ACT Regional Centre

Upcoming events

Annual General Meeting

When: 5.30 pm-8.00 pm, Tuesday 6 December

Where: F102, Forestry Building, ANU (Building 48)

  • 5:30 - 6:00pm: Drinks and nibbles
  • 6:00 - 7:00pm: Student presentations
  • 7:00 - 8:00pm: AGM and food (pizza and salads)


Student presentations

Characterising an Indigenous Seasonal Calendar: Complex Definitions and Observed Weather
Zac Hatfield Dodds

Indigenous Seasons are defined in terms of environmental conditions - meteorological and ecological - and carry significant information about the local climate. Unfortunately, they are often presented simply as an alternative to DJF (etc) in dividing up calendar days. For my Honours, I traveled to northern Australia and spoke to Arnhem Land elders about the structure and definitions of their seasonal calendars, focusing on the more tractable meteorological aspects. Following qualitative analysis of the definitions, I constructed quantitative definitions of the 'weather seasons' based on BOM observations, and used this new data to analyse the timing, patterns, and inter-annual variability of the seasons.

The role of the sea breeze in severe storm formation in Brisbane
Joss Kirk

Due to a combination of climatic conditions, topography, and instability-producing mesoscale processes, Brisbane has earned a reputation as thunderstorm hot-spot. One of the key mesoscale processes that drives atmospheric instability for Brisbane and southeast Queensland is the sea breeze. Case studies and volumetric radar analyses have shown that the moisture and shear brought by the sea breeze can engender better storm organisation and longevity. This analysis presents a new algorithm for detecting occurrences of the sea breeze throughout the observational record, allowing for a consideration of the effect of the sea breeze on storm formation for Brisbane. Instead of considering volumetric radar data as has been done previously, this analysis had a predictive focus, focusing on vertical atmospheric profiles and key indicators of instability such as convective available potential energy (CAPE) and convective inhibition (CIN). The instability engendered by the sea breeze was shown to allow severe thunderstorm development despite low levels of CAPE and high levels of CIN, a relationship that was generally stronger in the months of January and February than in the other major storm months of October, November and December. For these other months, synoptic scale processes such as surface pressure troughs were shown to play a more important role than they did during January and February.

Application of a Hidden Markov Model to remotely sensed snow cover measurements of a Himalayan basin
Sean Minhui Tashi Chua

Remote sensing is used to monitor snow cover in areas without sufficient in-situ observations such as the Himalayas.
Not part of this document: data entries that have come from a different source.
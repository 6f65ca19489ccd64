//! Subscriber setup for the binary.
//!
//! Two fmt layers share one registry. Diagnostics are filtered by `RUST_LOG`
//! (default `info`). Access lines go to their own layer under
//! [`ACCESS_TARGET`]: always on at info, and printed bare, without the
//! timestamp, level or target prefix, since the line carries its own date.

use tracing::{Level, Subscriber};
use tracing_subscriber::filter::{Directive, EnvFilter, ParseError, Targets};
use tracing_subscriber::fmt::{self, MakeWriter};
use tracing_subscriber::prelude::*;
use tracing_subscriber::registry::LookupSpan;

/// Target used for one-line-per-response access records.
pub const ACCESS_TARGET: &str = "access";

/// Filter for diagnostic output: `directives` (usually `RUST_LOG`) or `info`,
/// with the access target always excluded.
///
/// # Errors
///
/// Fails only if the built-in exclusion directive does not parse.
pub fn diagnostics_filter(directives: Option<&str>) -> Result<EnvFilter, ParseError> {
    let filter = directives
        .and_then(|d| EnvFilter::try_new(d).ok())
        .unwrap_or_else(|| EnvFilter::new("info"));
    let exclude: Directive = format!("{ACCESS_TARGET}=off").parse()?;
    Ok(filter.add_directive(exclude))
}

/// Layer printing access records as bare lines to `writer`.
pub fn access_layer<S, W>(writer: W) -> impl tracing_subscriber::Layer<S>
where
    S: Subscriber + for<'a> LookupSpan<'a>,
    W: for<'w> MakeWriter<'w> + Send + Sync + 'static,
{
    fmt::layer()
        .without_time()
        .with_level(false)
        .with_target(false)
        .with_ansi(false)
        .with_writer(writer)
        .with_filter(Targets::new().with_target(ACCESS_TARGET, Level::INFO))
}

/// Installs the global subscriber, reading diagnostics directives from
/// `RUST_LOG`.
///
/// # Errors
///
/// Fails if a global subscriber is already set.
pub fn init() -> Result<(), Box<dyn std::error::Error>> {
    let directives = std::env::var("RUST_LOG").ok();
    let diagnostics = fmt::layer()
        .with_target(false)
        .with_filter(diagnostics_filter(directives.as_deref())?);

    tracing_subscriber::registry()
        .with(diagnostics)
        .with(access_layer(std::io::stdout))
        .try_init()?;
    Ok(())
}

#[cfg(test)]
mod tests {
    use std::io;
    use std::sync::{Arc, Mutex};

    use tracing::{info, warn};

    use super::*;

    #[derive(Clone, Default)]
    struct Capture(Arc<Mutex<Vec<u8>>>);

    impl Capture {
        fn text(&self) -> String {
            String::from_utf8(self.0.lock().unwrap().clone()).unwrap()
        }
    }

    impl io::Write for Capture {
        fn write(&mut self, buf: &[u8]) -> io::Result<usize> {
            self.0.lock().unwrap().extend_from_slice(buf);
            Ok(buf.len())
        }

        fn flush(&mut self) -> io::Result<()> {
            Ok(())
        }
    }

    fn capture_with(directives: &str) -> (Capture, Capture) {
        let access = Capture::default();
        let diagnostics = Capture::default();
        let (a, d) = (access.clone(), diagnostics.clone());

        let subscriber = tracing_subscriber::registry()
            .with(
                fmt::layer()
                    .without_time()
                    .with_ansi(false)
                    .with_writer(move || d.clone())
                    .with_filter(diagnostics_filter(Some(directives)).unwrap()),
            )
            .with(access_layer(move || a.clone()));

        tracing::subscriber::with_default(subscriber, || {
            info!(target: ACCESS_TARGET, "[Sun, 18 Oct 2026 10:00:00 GMT] 10.0.0.1 GET /a.txt 200 OK");
            info!("serving files");
            warn!("rate limit exceeded");
        });
        (access, diagnostics)
    }

    #[test]
    fn access_lines_are_bare() {
        let (access, diagnostics) = capture_with("info");
        assert_eq!(
            access.text(),
            "[Sun, 18 Oct 2026 10:00:00 GMT] 10.0.0.1 GET /a.txt 200 OK\n"
        );
        let diag = diagnostics.text();
        assert!(diag.contains("serving files"));
        assert!(diag.contains("rate limit exceeded"));
        assert!(!diag.contains("/a.txt"));
    }

    #[test]
    fn access_lines_survive_a_quiet_filter() {
        let (access, diagnostics) = capture_with("warn");
        assert!(access.text().ends_with("GET /a.txt 200 OK\n"));
        let diag = diagnostics.text();
        assert!(!diag.contains("serving files"));
        assert!(diag.contains("rate limit exceeded"));
    }
}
However, commonly used remotely sensed snow cover products such as those provided by the Moderate Resolution Imaging Spectroradiometer (MODIS) have reduced accuracy in mountainous areas due to the negative influence of atmospheric effects and terrain in these regions. This thesis investigates the ability of a Hidden Markov model to limit erroneous misclassifications and reduce unrealistic estimates of snow cover. A Hidden Markov model is able to utilise a series of input observations, MODIS snow cover products in this case, and use these to calculate the probability of them representing the ground state. These probabilities can then be used to model the most likely series of states, this effectively provides a dynamic filter than can mitigate the problems faced when remotely sensing snow in mountainous areas. This approach was evaluated by applying a Hidden Markov model to MODIS snow cover measurements of a sub-basin in Eastern Nepal. The Hidden Markov model resulted in 16% and 9% increases in agreement with corresponding evaluation data than when compared to the two equivalent MODIS snow cover products that provided input data. The results also highlighted the ability of this approach to reduce data noise. Comparisons of snow covered area over time showed improved consistency in measurements when comparing the model output to both the daily and 8-day composite MODIS snow cover products. The ability of a Hidden Markov model to employ a dynamic filter that can utilise entire sequences of observations could offer improved accuracy when compared to other time-series filtering methods.